* _Brief_
Select and copy out every line in the records containing "xlsx".

____________

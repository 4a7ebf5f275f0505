mod common;

use anyhow::Result;
use reqwest::{header, StatusCode};
use serde_json::{json, Value};

fn plaintiffs(body: &Value) -> Vec<String> {
    body["data"]
        .as_array()
        .map(|rows| {
            rows.iter()
                .filter_map(|r| r["plaintiff"].as_str().map(str::to_string))
                .collect()
        })
        .unwrap_or_default()
}

#[tokio::test]
async fn create_get_update_delete_case() -> Result<()> {
    let server = common::spawn_server().await?;
    let admin = server.register("crud").await?;

    let res = server
        .post("/api/customers", &admin, json!({ "name": "Tamar Gelashvili", "phone": "+995 555 12 34 56" }))
        .await?;
    assert_eq!(res.status(), StatusCode::CREATED);
    let customer_id = common::id_of(&res.json::<Value>().await?["data"])?;

    let case_id = server
        .create_case(
            &admin,
            json!({
                "plaintiff": "Tamar Gelashvili",
                "defendant": "Bank of Georgia",
                "amount": "12 500 GEL",
                "court": "Tbilisi City Court",
                "plaintiff_customer_id": customer_id,
                "client_role": "plaintiff",
                "initiation_date": "15.03.2024"
            }),
        )
        .await?;

    let res = server.get(&format!("/api/cases/{}", case_id), &admin).await?;
    assert_eq!(res.status(), StatusCode::OK);
    let body: Value = res.json().await?;
    assert_eq!(body["data"]["plaintiff"], "Tamar Gelashvili");
    assert_eq!(body["data"]["plaintiff_customer"]["name"], "Tamar Gelashvili");
    assert!(body["data"]["defendant_customer"].is_null());
    assert_eq!(body["data"]["created_by"], admin.user_id.as_str());

    // Absent fields keep their value, explicit null clears
    let res = server
        .put(
            &format!("/api/cases/{}", case_id),
            &admin,
            json!({ "plaintiff": "Tamar Gelashvili", "defendant": "TBC Bank", "court": null }),
        )
        .await?;
    assert_eq!(res.status(), StatusCode::OK);
    let body: Value = res.json().await?;
    assert_eq!(body["data"]["defendant"], "TBC Bank");
    assert_eq!(body["data"]["amount"], "12 500 GEL");
    assert!(body["data"]["court"].is_null());

    let res = server.delete(&format!("/api/cases/{}", case_id), &admin).await?;
    assert_eq!(res.status(), StatusCode::OK);

    let res = server.get(&format!("/api/cases/{}", case_id), &admin).await?;
    assert_eq!(res.status(), StatusCode::NOT_FOUND);
    Ok(())
}

#[tokio::test]
async fn case_validation_and_bad_ids() -> Result<()> {
    let server = common::spawn_server().await?;
    let admin = server.register("valid").await?;

    let res = server.post("/api/cases", &admin, json!({ "court": "Batumi" })).await?;
    assert_eq!(res.status(), StatusCode::BAD_REQUEST);
    let body: Value = res.json().await?;
    assert_eq!(body["field_errors"]["plaintiff"], "Plaintiff is required");
    assert_eq!(body["field_errors"]["defendant"], "Defendant is required");

    let res = server.get("/api/cases/not-a-uuid", &admin).await?;
    assert_eq!(res.status(), StatusCode::BAD_REQUEST);
    let body: Value = res.json().await?;
    assert_eq!(body["message"], "Invalid ID format");

    // Customer from nowhere
    let res = server
        .post(
            "/api/cases",
            &admin,
            json!({
                "plaintiff": "A",
                "defendant": "B",
                "defendant_customer_id": "6f1c1d2e-8a8b-4c1e-9d55-2b8f0f0a1b2c"
            }),
        )
        .await?;
    assert_eq!(res.status(), StatusCode::BAD_REQUEST);
    let body: Value = res.json().await?;
    assert_eq!(body["field_errors"]["defendant_customer_id"], "Customer not found");
    Ok(())
}

#[tokio::test]
async fn list_searches_sorts_and_pages() -> Result<()> {
    let server = common::spawn_server().await?;
    let admin = server.register("list").await?;

    for (plaintiff, amount, court) in [
        ("Zurab", "1 000", "Kutaisi Court"),
        ("ანა", "250.50", "Tbilisi City Court"),
        ("Irakli", "50 000 GEL", "Tbilisi City Court"),
        ("Ketevan (K.)", "7,5", "Batumi Court"),
    ] {
        server
            .create_case(&admin, json!({ "plaintiff": plaintiff, "defendant": "Someone", "amount": amount, "court": court }))
            .await?;
    }

    let res = server.get("/api/cases?sort=amount&order=desc", &admin).await?;
    assert_eq!(res.status(), StatusCode::OK);
    let body: Value = res.json().await?;
    assert_eq!(body["total"], 4);
    assert_eq!(plaintiffs(&body), ["Irakli", "Zurab", "ანა", "Ketevan (K.)"]);

    // Row number is position, not an attribute: direction changes nothing
    let res = server.get("/api/cases?sort=rownum&order=desc&limit=3", &admin).await?;
    let body: Value = res.json().await?;
    assert_eq!(plaintiffs(&body), ["Zurab", "ანა", "Irakli"]);
    assert_eq!(body["count"], 3);
    assert_eq!(body["total_pages"], 2);

    let res = server.get("/api/cases?sort=rownum&limit=3&page=2", &admin).await?;
    let body: Value = res.json().await?;
    assert_eq!(plaintiffs(&body), ["Ketevan (K.)"]);
    assert_eq!(body["page"], 2);

    // Single-column search by its display label, then across every column
    let res = server
        .client
        .get(server.url("/api/cases"))
        .query(&[("search", "tbilisi"), ("field", "განმხილველი ორგანო"), ("sort", "plaintiff")])
        .header(header::COOKIE, &admin.cookie)
        .send()
        .await?;
    let body: Value = res.json().await?;
    assert_eq!(plaintiffs(&body), ["Irakli", "ანა"]);

    // Regex metacharacters are matched literally
    let res = server
        .client
        .get(server.url("/api/cases"))
        .query(&[("search", "(K.)")])
        .header(header::COOKIE, &admin.cookie)
        .send()
        .await?;
    let body: Value = res.json().await?;
    assert_eq!(plaintiffs(&body), ["Ketevan (K.)"]);

    let res = server.get("/api/cases?sort=shoe_size", &admin).await?;
    assert_eq!(res.status(), StatusCode::BAD_REQUEST);
    let res = server.get("/api/cases?limit=0", &admin).await?;
    assert_eq!(res.status(), StatusCode::BAD_REQUEST);
    Ok(())
}

#[tokio::test]
async fn companies_never_see_each_other() -> Result<()> {
    let server = common::spawn_server().await?;
    let first = server.register("first").await?;
    let second = server.register("second").await?;

    let case_id = server
        .create_case(&first, json!({ "plaintiff": "Private", "defendant": "Matter" }))
        .await?;

    let res = server.get("/api/cases", &second).await?;
    let body: Value = res.json().await?;
    assert_eq!(body["total"], 0);

    for res in [
        server.get(&format!("/api/cases/{}", case_id), &second).await?,
        server
            .put(&format!("/api/cases/{}", case_id), &second, json!({ "plaintiff": "X", "defendant": "Y" }))
            .await?,
        server.delete(&format!("/api/cases/{}", case_id), &second).await?,
    ] {
        assert_eq!(res.status(), StatusCode::NOT_FOUND);
    }

    let res = server.get(&format!("/api/cases/{}", case_id), &first).await?;
    assert_eq!(res.status(), StatusCode::OK);
    Ok(())
}

#[tokio::test]
async fn read_only_users_cannot_write_cases() -> Result<()> {
    let server = common::spawn_server().await?;
    let admin = server.register("ro").await?;
    let reader = server.add_user(&admin, "reader@ro.test", "ReadOnly").await?;

    let res = server.get("/api/cases", &reader).await?;
    assert_eq!(res.status(), StatusCode::OK);

    let res = server
        .post("/api/cases", &reader, json!({ "plaintiff": "A", "defendant": "B" }))
        .await?;
    assert_eq!(res.status(), StatusCode::FORBIDDEN);
    let body: Value = res.json().await?;
    assert_eq!(body["message"], "Insufficient permissions");
    Ok(())
}

#[tokio::test]
async fn export_returns_a_workbook() -> Result<()> {
    let server = common::spawn_server().await?;
    let admin = server.register("export").await?;
    server
        .create_case(&admin, json!({ "plaintiff": "Export Me", "defendant": "Someone" }))
        .await?;

    let res = server.get("/api/cases/export", &admin).await?;
    assert_eq!(res.status(), StatusCode::OK);

    let content_type = res.headers()[header::CONTENT_TYPE].to_str()?.to_string();
    assert_eq!(content_type, "application/vnd.openxmlformats-officedocument.spreadsheetml.sheet");
    let disposition = res.headers()[header::CONTENT_DISPOSITION].to_str()?.to_string();
    assert!(disposition.starts_with("attachment; filename=\"cases_"));
    assert!(disposition.ends_with(".xlsx\""));

    // xlsx files are zip archives
    let bytes = res.bytes().await?;
    assert_eq!(&bytes[..2], b"PK");
    Ok(())
}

____________

* _Final answer_
    assert!(disposition.ends_with(".xlsx\""));
    // xlsx files are zip archives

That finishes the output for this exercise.